In terms of T2-weighted imaging, the median acquisition time of TSEDL was 35.50 seconds (IQR, 10 seconds; range, 25–87 seconds) versus a median acquisition time for TSE of 160.50 seconds (IQR, 48 seconds; range, 113–323 seconds). There was a median acquisition time reduction of 123.50 seconds (IQR, 40 seconds; P < .001), enabling a median acquisition time reduction of 78% (IQR, 2.6%).
In terms of T1-weighted imaging, the median acquisition time of TSEDL was 61 seconds (IQR, 23 seconds; range, 28–132 seconds) versus a median acquisition time for TSE of 157.50 seconds (IQR, 84 seconds; range, 128–408 seconds). There was a median acquisition time reduction of 97 seconds (IQR, 42 seconds; P < .001), enabling a median acquisition time reduction of 62% (IQR, 12.7%).
Interchangeability Analysis
Table 2 details the individual equivalence indexes with CIs used to assess interchangeability. Interreader agreement of the accelerated TSEDL and standard TSE was similar to that of standard TSE alone, with a maximum disagreement of 3.2%. In summary, all absolute individual equivalence indexes were less than 4%. The CIs for all evaluated parameters were within the critical limit [–5%, +5%], indicating interchangeability between standard TSE and TSEDL.
Agreement and Concordance (κ and Kendall Statistics)
Interreader agreement of the accelerated TSEDL and standard TSE was similar to the interreader agreement of standard TSE alone. In summary, the interprotocol (TSE vs TSEDL) interreader agreement was moderate to substantial, with κ values ranging from 0.48 to 0.78. The intraprotocol (TSE vs TSE) interreader agreement was also moderate to substantial, with κ values ranging from 0.44 to 0.80. Finally, the interprotocol (TSE vs TSEDL) intrareader agreement was substantial to almost perfect, with κ values ranging from 0.75 to 0.98. Similarly, the interprotocol (TSE vs TSEDL) interreader concordance was moderate to substantial, with Kendall W values ranging from 0.57 to 0.80. The intraprotocol (TSE vs TSE) interreader concordance was moderate to almost perfect, with Kendall W values ranging from 0.59 to 0.84. Finally, the interprotocol (TSE vs TSEDL) intrareader concordance was substantial to almost perfect, with Kendall τ values ranging from 0.77 to 0.98. Table 3 delineates the agreement and concordance results.
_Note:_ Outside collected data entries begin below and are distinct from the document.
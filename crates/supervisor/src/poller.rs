//! Status Poller
//!
//! Periodically polls the device's `/api/status` and caches the result on
//! whichever job is currently active, stamping a freshness timestamp (spec
//! §4.6 "Status polling"). Runs independently of the chunk-submission loop
//! so a slow device never blocks batch sending (spec §5 "Timeouts").

use std::sync::Arc;
use std::time::Duration;

use parking_lot::Mutex;
use tracing::debug;

use crate::client::DeviceClient;
use crate::job::JobState;

const STALE_AFTER: Duration = Duration::from_secs(15);

pub async fn run_poller(slot: Arc<Mutex<Option<JobState>>>, device: DeviceClient, interval: Duration) {
    let mut ticker = tokio::time::interval(interval);
    loop {
        ticker.tick().await;

        let is_active = {
            let mut guard = slot.lock();
            match guard.as_mut() {
                Some(job) => {
                    job.refresh_staleness(STALE_AFTER.as_secs());
                    job.is_active()
                }
                None => false,
            }
        };
        if !is_active {
            continue;
        }

        match device.get_status().await {
            Ok(status) => {
                let mut guard = slot.lock();
                if let Some(job) = guard.as_mut() {
                    job.attach_controller_status(status);
                }
            }
            Err(err) => debug!(%err, "status poll failed; will retry next tick"),
        }
    }
}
Frequency of Major Findings
Both protocols (TSE and TSEDL) had similar rates for detecting major abnormalities (Table 4). There was no evidence that readers were more likely to report major findings with standard TSE compared with TSEDL acquisition (P ≥ .18 for all analyzed parameters).
Image Quality–based Analysis
Detailed results for the image quality–based assessments of all readers are given in Table S3. In summary, for all readers, we found no evidence of a difference between TSE and TSEDL images regarding sharpness of anatomic structures or artifacts (P ≥ .06). The most common artifacts were motion artifacts (mostly seen on TSE images), residual aliasing artifacts (seen on TSE and TSEDL images), and banding artifacts (seen on TSEDL images). Figure 5 illustrates examples of the introduced artifacts in the DL images.
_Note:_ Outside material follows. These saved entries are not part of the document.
//! Job State Machine
//!
//! One supervisor-side drawing job: its batched point list, progress
//! counters, and lifecycle status. Terminal statuses are absorbing (spec §8
//! property 10, §9 "Supervisor as a state machine"): `merge_status` is the
//! single place that enforces it, mirroring how `klipper-host::state`
//! centralizes all writes to `PrinterState` behind a handful of methods
//! rather than letting callers assign the field directly.

use std::sync::atomic::{AtomicBool, Ordering};
use std::sync::Arc;
use std::time::{SystemTime, UNIX_EPOCH};

use polargraph_proto::{ControllerStatusSnapshot, JobEnvelope, JobPoint, JobStatus};
use tokio::sync::Notify;

fn unix_now() -> u64 {
    SystemTime::now()
        .duration_since(UNIX_EPOCH)
        .map(|d| d.as_secs())
        .unwrap_or(0)
}

/// Flags the chunk-sender task polls between batches; cheap to clone, so the
/// API task and the runner task can each hold their own handle onto the same
/// underlying signal.
#[derive(Clone)]
pub struct JobControl {
    pub cancel_requested: Arc<AtomicBool>,
    pub pause_requested: Arc<AtomicBool>,
    pub resume: Arc<Notify>,
}

impl JobControl {
    pub fn new() -> Self {
        Self {
            cancel_requested: Arc::new(AtomicBool::new(false)),
            pause_requested: Arc::new(AtomicBool::new(false)),
            resume: Arc::new(Notify::new()),
        }
    }
}

/// One job's full state: progress counters, lifecycle status, and the
/// latest cached device status snapshot.
pub struct JobState {
    pub job_id: u64,
    pub status: JobStatus,
    pub points: Vec<JobPoint>,
    pub total_batches: usize,
    pub sent_points: usize,
    pub sent_batches: usize,
    pub started_at: Option<u64>,
    pub finished_at: Option<u64>,
    pub error: Option<String>,
    pub controller_status: Option<ControllerStatusSnapshot>,
    pub control: JobControl,
}

impl JobState {
    pub fn new(job_id: u64, points: Vec<JobPoint>, total_batches: usize) -> Self {
        Self {
            job_id,
            status: JobStatus::Pending,
            points,
            total_batches,
            sent_points: 0,
            sent_batches: 0,
            started_at: None,
            finished_at: None,
            error: None,
            controller_status: None,
            control: JobControl::new(),
        }
    }

    pub fn is_active(&self) -> bool {
        !self.status.is_terminal()
    }

    pub fn start(&mut self) {
        self.status = JobStatus::Running;
        self.started_at = Some(unix_now());
    }

    /// Absorbing transition: once `status` is terminal, further writes are
    /// ignored (spec §7 "Terminal-state violations", §8 property 10).
    pub fn merge_status(&mut self, status: JobStatus, error: Option<String>) {
        if self.status.is_terminal() {
            return;
        }
        self.status = status;
        if status.is_terminal() {
            self.finished_at = Some(unix_now());
        }
        if error.is_some() {
            self.error = error;
        }
    }

    pub fn record_batch_sent(&mut self, batch_points: usize) {
        self.sent_points += batch_points;
        self.sent_batches += 1;
    }

    /// Attaches a freshly polled device status, stamping the freshness
    /// metadata the supervisor's own clients rely on (spec §4.6 "status
    /// polling").
    pub fn attach_controller_status(&mut self, status: polargraph_proto::StatusResponse) {
        self.controller_status = Some(ControllerStatusSnapshot {
            status,
            polled_at: unix_now(),
            stale: false,
        });
    }

    /// Marks the cached status stale once it is older than `max_age_secs`
    /// (spec §4.6 "A snapshot older than a threshold is flagged stale").
    pub fn refresh_staleness(&mut self, max_age_secs: u64) {
        if let Some(snapshot) = self.controller_status.as_mut() {
            snapshot.stale = unix_now().saturating_sub(snapshot.polled_at) > max_age_secs;
        }
    }

    pub fn to_envelope(&self) -> JobEnvelope {
        JobEnvelope {
            status: self.status,
            job_id: self.job_id,
            total_points: self.points.len(),
            sent_points: self.sent_points,
            total_batches: self.total_batches,
            sent_batches: self.sent_batches,
            started_at: self.started_at,
            finished_at: self.finished_at,
            error: self.error.clone(),
            controller_status: self.controller_status.clone(),
            paused: Some(self.control.pause_requested.load(Ordering::SeqCst)),
        }
    }
}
In terms of image quality and diagnostic confidence, no difference was observed between conventional TSE and TSEDL images. The mean T2-weighted image quality was 3.76 ± 0.58 for TSE and 3.83 ± 0.48 for TSEDL (median, 4 [IQR, 0] for both; P = .07). The mean T1-weighted image quality was 3.73 ± 0.57 for TSE and 3.78 ± 0.47 for TSEDL (median, 4 [IQR, 0] for both; P = .06). The mean T2-weighted diagnostic confidence was 3.83 ± 0.54 for TSE and 3.86 ± 0.45 for TSEDL (median, 4 [IQR, 0] for both; P = .37). The mean T1-weighted diagnostic confidence was 3.82 ± 0.53 for TSE and 3.87 ± 0.42 for TSEDL (median, 4 [IQR, 0] for both; P = .15) (Table S3).
Furthermore, TSEDL images were rated as having less noise (P < .001). Interreader interprotocol (TSE vs TSEDL) agreement and concordance ranged from fair (for noise, intraclass correlation coefficient = 0.23 and Kendall τ = 0.29) to almost perfect (for overall image quality, intraclass correlation coefficient = 0.85 and Kendall τ = 0.83).
Discussion
Deep learning (DL)–based MRI reconstructions can reduce examination times for turbo spin-echo (TSE) acquisitions. Studies that prospectively employ DL-based image reconstructions in rapidly acquired, undersampled spine MRI data sets in actual clinical scenarios are lacking in the literature. Our study investigated the diagnostic interchangeability of an unrolled DL-reconstructed TSE T1- and T2-weighted acquisition method with standard TSE and tested their impact on acquisition time, image quality, and diagnostic confidence.
Our findings show that the TSEDL acquisition method enabled an approximately 70% reduction in examination time (P < .001) and that TSEDL was interchangeable with standard TSE (the individual equivalence indexes for all analyzed lesions were less than 4%). Moreover, there was no evidence of a difference between both protocols regarding detection of major findings (P ≥ .18 for all analyzed parameters). This is important because DL-based reconstruction might introduce "instabilities" in image reconstruction, which include "masking" of certain small pathologic findings or introduction of artifacts (4). Certain artifacts were introduced, such as banding artifacts, which are characteristically produced by Cartesian DL reconstruction, particularly in low signal-to-noise ratio regions of the reconstructed image. These artifacts have a streaking pattern aligned with the phase-encoding direction (11) (Fig 5). However, in the study sample there was no evidence of a difference regarding artifacts, image quality, or diagnostic confidence between both protocols (P ≥ .06).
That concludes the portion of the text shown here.